この用途に向けて、OX03C10では、パッケージを積層することでチップサイズを減らしたほか(Photo06)、LEDフリッカー(Photo07)や、例えばトンネル出口でダイナミックレンジが足りずに映像が白飛びする現象に対してのソリューションを提供する。
Photo03にもあったが、同社のイメージセンサは4cellタイプのものが利用される。これを利用し、4つのセンサの出力を組み合わせる事で140dBのダイナミックレンジを確保するほか、露光センサを組み合わせる事でLEDフリッカーフリーを実現出来るとする(Photo07,08,09)。
また夜間などの低照度環境に対しても、従来比で20%ほどSN比を改善することで、より明るく表示が可能になるとしている(Photo10,11)。
このあたりのバックエンドをすべて1パッケージで提供する形になっており、車載メーカーなどには使いやすい構成になっているのが判る(Photo12)。今のところサンプル出荷時期などは明らかにされていない。
次がOVM9284。Driver Monitoringとは、要するに自動運転のLevel 2以上になると、ドライバそのものがきちんと注意を払って運転している事を確認する必要があり、そのための手段として画像認識が用いられるので、このためのカメラである(Photo13)。
ここで利用されるのは940nm帯の近赤外線を使ったカメラで、グローバルシャッター式としたのがOVM9284の特徴である(Photo14)。

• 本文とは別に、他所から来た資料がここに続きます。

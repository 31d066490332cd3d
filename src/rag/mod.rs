//! Retrieval-augmented answering over the passage index.
//!
//! A question is embedded, the nearest passages are retrieved, their source
//! files are resolved to URLs, and the answer template is rendered and sent to
//! the language model as a token stream.

pub mod context;
mod response;

pub use context::{format_context, Retriever, RETRIEVAL_K};
pub use response::{AnswerStream, PreparedAnswer, RagEngine};

use crate::vector_store::SearchResult;

/// A passage returned for a question.
#[derive(Debug, Clone)]
pub struct RetrievedPassage {
    /// Passage text.
    pub text: String,
    /// Name of the file the passage came from.
    pub source_filename: String,
    /// Similarity score.
    pub score: f32,
}

impl From<SearchResult> for RetrievedPassage {
    fn from(result: SearchResult) -> Self {
        Self {
            source_filename: result.passage.source_filename().to_string(),
            text: result.passage.content,
            score: result.score,
        }
    }
}
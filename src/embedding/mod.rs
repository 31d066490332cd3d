//! Embedding generation for queries and corpus passages.

mod openai;

pub use openai::OpenAIEmbedder;

use crate::error::Result;
use async_trait::async_trait;

/// Trait for embedding generation.
#[async_trait]
pub trait Embedder: Send + Sync {
    /// Generate an embedding for a single text.
    async fn embed(&self, text: &str) -> Result<Vec<f32>>;

    /// Generate embeddings for multiple texts.
    async fn embed_batch(&self, texts: &[String]) -> Result<Vec<Vec<f32>>>;

    /// Get the embedding dimensions.
    fn dimensions(&self) -> usize;
}
//! Ask command implementation.

use super::open_engine;
use crate::cli::preflight::{self, Operation};
use crate::cli::Output;
use crate::config::Settings;
use crate::rag::AnswerStream;
use anyhow::Result;
use futures::StreamExt;
use std::io::{self, Write};

/// Run the ask command.
pub async fn run_ask(question: &str, settings: Settings) -> Result<()> {
    if let Err(e) = preflight::check(Operation::Ask, &settings) {
        Output::error(&format!("{}", e));
        return Err(e.into());
    }

    let engine = open_engine(&settings).await?;

    let spinner = Output::spinner("Searching knowledge base...");

    let AnswerStream {
        sources,
        mut tokens,
        ..
    } = match engine.answer(question).await {
        Ok(answer) => {
            spinner.finish_and_clear();
            answer
        }
        Err(e) => {
            spinner.finish_and_clear();
            Output::error(&format!("Failed to generate answer: {}", e));
            return Err(e.into());
        }
    };

    let mut stdout = io::stdout();
    println!();
    while let Some(token) = tokens.next().await {
        match token {
            Ok(text) => {
                print!("{}", text);
                stdout.flush()?;
            }
            Err(e) => {
                println!();
                Output::error(&format!("Answer interrupted: {}", e));
                return Err(e.into());
            }
        }
    }
    println!();

    Output::sources(&sources);

    Ok(())
}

消費電力が下がるほど、発熱が減ってSN比の改善が出来るため、感度が上がる事になるのが大きな理由とされた。
またサイズに関して言えば、Aピラーの中に埋め込みの方向が現在検討されているため、より小さくかつ消費電力を下げる工夫が必要とされた(Photo15)。
実際にAピラーに埋め込んでのテスト画像はPhoto16のような感じ。顔認識で瞳の位置(というか、ちゃんと目を開いているか、どっちを向いているか、など)からドライバーの状況を判断できると説明された。
Aピラーに埋め込むために、モジュールはほぼ6.5mm角と非常にコンパクトであり、しかもレンズまで含めてまとめて量産できるので、きわめて低価格で実現できるという点も特徴とされる(Photo17)。
バックエンドはそれほど凝った機能は搭載されていないが(Photo18)が、これは顔認識などのシステムが入るのであれば、必要に応じてそのシステムの側で処理を行うから、カメラの側であれこれ工夫する必要はない、という話と思われる(Photo18)。
このOVM9284は現在サンプル出荷中で、2020年第4四半期に量産開始予定となっている。